TASK DESCRIPTION:
Search the records for the word "crate" and copy each line in which it appears.

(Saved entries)
--- START ---
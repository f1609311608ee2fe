//! Wire format of the upstream feed.
//!
//! Inbound frames are JSON objects discriminated by `type`. Every shape the
//! recorder understands is a variant of [`FeedMessage`], so dispatch is a
//! single exhaustive match.

use serde::Deserialize;

use crate::error::FrameError;
use crate::models::{is_valid_price, PriceLevel, Seq, Side, TimestampMs};

pub const CHANNEL_ORDERBOOK: &str = "orderbook_delta";
pub const CHANNEL_LIFECYCLE: &str = "market_lifecycle";

// =============================================================================
// Inbound
// =============================================================================

#[derive(Debug, Clone, PartialEq, Eq, Deserialize)]
#[serde(tag = "type", rename_all = "snake_case")]
pub enum FeedMessage {
    OrderbookSnapshot(SnapshotFrame),
    OrderbookDelta(DeltaFrame),
    MarketLifecycle(LifecycleFrame),
    /// Acknowledgement of a subscribe command.
    Subscribed(SubscribedFrame),
    Error(ErrorFrame),
    Heartbeat,
    #[serde(other)]
    Unknown,
}

#[derive(Debug, Clone, PartialEq, Eq, Deserialize)]
pub struct SnapshotFrame {
    pub market_ticker: String,
    pub seq: Seq,
    #[serde(default)]
    pub yes: Vec<[i64; 2]>,
    #[serde(default)]
    pub no: Vec<[i64; 2]>,
}

impl SnapshotFrame {
    /// Levels for one side, validated against the price scale.
    pub fn levels(&self, side: Side) -> Result<Vec<PriceLevel>, FrameError> {
        let raw = match side {
            Side::Yes => &self.yes,
            Side::No => &self.no,
        };
        raw.iter()
            .map(|&[price, quantity]| {
                if !is_valid_price(price) {
                    return Err(FrameError::PriceOutOfRange {
                        ticker: self.market_ticker.clone(),
                        price,
                    });
                }
                if quantity < 0 {
                    return Err(FrameError::NegativeQuantity {
                        ticker: self.market_ticker.clone(),
                        price,
                        quantity,
                    });
                }
                Ok(PriceLevel::new(price, quantity))
            })
            .collect()
    }
}

#[derive(Debug, Clone, PartialEq, Eq, Deserialize)]
pub struct DeltaFrame {
    pub market_ticker: String,
    pub seq: Seq,
    pub ts: TimestampMs,
    pub side: Side,
    pub price: i64,
    pub delta: i64,
}

impl DeltaFrame {
    pub fn validate(&self) -> Result<(), FrameError> {
        if !is_valid_price(self.price) {
            return Err(FrameError::PriceOutOfRange {
                ticker: self.market_ticker.clone(),
                price: self.price,
            });
        }
        Ok(())
    }
}

#[derive(Debug, Clone, Copy, PartialEq, Eq, Deserialize)]
#[serde(rename_all = "snake_case")]
pub enum LifecycleEvent {
    Created,
    Activated,
    Closed,
    Settled,
    #[serde(other)]
    Other,
}

#[derive(Debug, Clone, PartialEq, Eq, Deserialize)]
pub struct LifecycleFrame {
    pub market_ticker: String,
    pub event: LifecycleEvent,
    pub ts: TimestampMs,
}

#[derive(Debug, Clone, PartialEq, Eq, Deserialize)]
pub struct SubscribedFrame {
    /// Id of the command being acknowledged.
    pub id: u64,
    pub sid: u64,
    #[serde(default)]
    pub channel: Option<String>,
}

#[derive(Debug, Clone, PartialEq, Eq, Deserialize)]
pub struct ErrorFrame {
    #[serde(default)]
    pub id: Option<u64>,
    #[serde(default)]
    pub code: Option<i64>,
    #[serde(default)]
    pub msg: String,
}

/// Decode one text frame.
pub fn parse_frame(text: &str) -> Result<FeedMessage, FrameError> {
    Ok(serde_json::from_str(text)?)
}

// =============================================================================
// Outbound
// =============================================================================

/// Subscribe the order book channel for `tickers`.
pub fn subscribe_command(id: u64, tickers: &[String]) -> String {
    serde_json::json!({
        "id": id,
        "cmd": "subscribe",
        "params": {
            "channels": [CHANNEL_ORDERBOOK],
            "market_tickers": tickers,
        },
    })
    .to_string()
}

pub fn unsubscribe_command(id: u64, tickers: &[String]) -> String {
    serde_json::json!({
        "id": id,
        "cmd": "unsubscribe",
        "params": {
            "channels": [CHANNEL_ORDERBOOK],
            "market_tickers": tickers,
        },
    })
    .to_string()
}

/// Lifecycle notifications for every market (no ticker filter).
pub fn lifecycle_subscribe_command(id: u64) -> String {
    serde_json::json!({
        "id": id,
        "cmd": "subscribe",
        "params": {
            "channels": [CHANNEL_LIFECYCLE],
        },
    })
    .to_string()
}

#[cfg(test)]
mod tests {
    use super::*;

    #[test]
    fn test_parse_snapshot() {
        let msg = parse_frame(
            r#"{"type":"orderbook_snapshot","market_ticker":"MKT","seq":100,"yes":[[60,10]],"no":[]}"#,
        )
        .unwrap();
        let FeedMessage::OrderbookSnapshot(frame) = msg else {
            panic!("expected snapshot, got {msg:?}");
        };
        assert_eq!(frame.seq, 100);
        assert_eq!(frame.levels(Side::Yes).unwrap(), vec![PriceLevel::new(60, 10)]);
        assert!(frame.levels(Side::No).unwrap().is_empty());
    }

    #[test]
    fn test_parse_delta() {
        let msg = parse_frame(
            r#"{"type":"orderbook_delta","market_ticker":"MKT","seq":101,"ts":5,"side":"yes","price":60,"delta":-10}"#,
        )
        .unwrap();
        assert_eq!(
            msg,
            FeedMessage::OrderbookDelta(DeltaFrame {
                market_ticker: "MKT".into(),
                seq: 101,
                ts: 5,
                side: Side::Yes,
                price: 60,
                delta: -10,
            })
        );
    }

    #[test]
    fn test_parse_lifecycle_and_control() {
        let msg = parse_frame(
            r#"{"type":"market_lifecycle","market_ticker":"NEW","event":"created","ts":1}"#,
        )
        .unwrap();
        assert!(matches!(
            msg,
            FeedMessage::MarketLifecycle(LifecycleFrame { event: LifecycleEvent::Created, .. })
        ));

        let msg = parse_frame(
            r#"{"type":"market_lifecycle","market_ticker":"NEW","event":"paused","ts":1}"#,
        )
        .unwrap();
        assert!(matches!(
            msg,
            FeedMessage::MarketLifecycle(LifecycleFrame { event: LifecycleEvent::Other, .. })
        ));

        assert_eq!(parse_frame(r#"{"type":"heartbeat"}"#).unwrap(), FeedMessage::Heartbeat);
        assert_eq!(parse_frame(r#"{"type":"fill","x":1}"#).unwrap(), FeedMessage::Unknown);

        let msg = parse_frame(r#"{"type":"subscribed","id":4,"sid":9,"channel":"orderbook_delta"}"#)
            .unwrap();
        assert!(matches!(msg, FeedMessage::Subscribed(SubscribedFrame { id: 4, sid: 9, .. })));
    }

    #[test]
    fn test_malformed_frames() {
        assert!(parse_frame("not json").is_err());
        assert!(parse_frame(r#"{"market_ticker":"MKT"}"#).is_err());
        // Unknown side
        assert!(parse_frame(
            r#"{"type":"orderbook_delta","market_ticker":"MKT","seq":1,"ts":5,"side":"maybe","price":60,"delta":1}"#
        )
        .is_err());
    }

    #[test]
    fn test_level_validation() {
        let frame = SnapshotFrame {
            market_ticker: "MKT".into(),
            seq: 1,
            yes: vec![[100, 1]],
            no: vec![[40, -1]],
        };
        assert!(matches!(
            frame.levels(Side::Yes),
            Err(FrameError::PriceOutOfRange { price: 100, .. })
        ));
        assert!(matches!(
            frame.levels(Side::No),
            Err(FrameError::NegativeQuantity { quantity: -1, .. })
        ));
    }

    #[test]
    fn test_commands() {
        let cmd: serde_json::Value =
            serde_json::from_str(&subscribe_command(7, &["A".into(), "B".into()])).unwrap();
        assert_eq!(cmd["id"], 7);
        assert_eq!(cmd["cmd"], "subscribe");
        assert_eq!(cmd["params"]["channels"][0], CHANNEL_ORDERBOOK);
        assert_eq!(cmd["params"]["market_tickers"][1], "B");

        let cmd: serde_json::Value = serde_json::from_str(&lifecycle_subscribe_command(1)).unwrap();
        assert_eq!(cmd["params"]["channels"][0], CHANNEL_LIFECYCLE);
        assert!(cmd["params"].get("market_tickers").is_none());

        let cmd: serde_json::Value =
            serde_json::from_str(&unsubscribe_command(8, &["A".into()])).unwrap();
        assert_eq!(cmd["cmd"], "unsubscribe");
    }
}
--- END ---
ANSWER:
use crate::error::FrameError;
use crate::models::{is_valid_price, PriceLevel, Seq, Side, TimestampMs};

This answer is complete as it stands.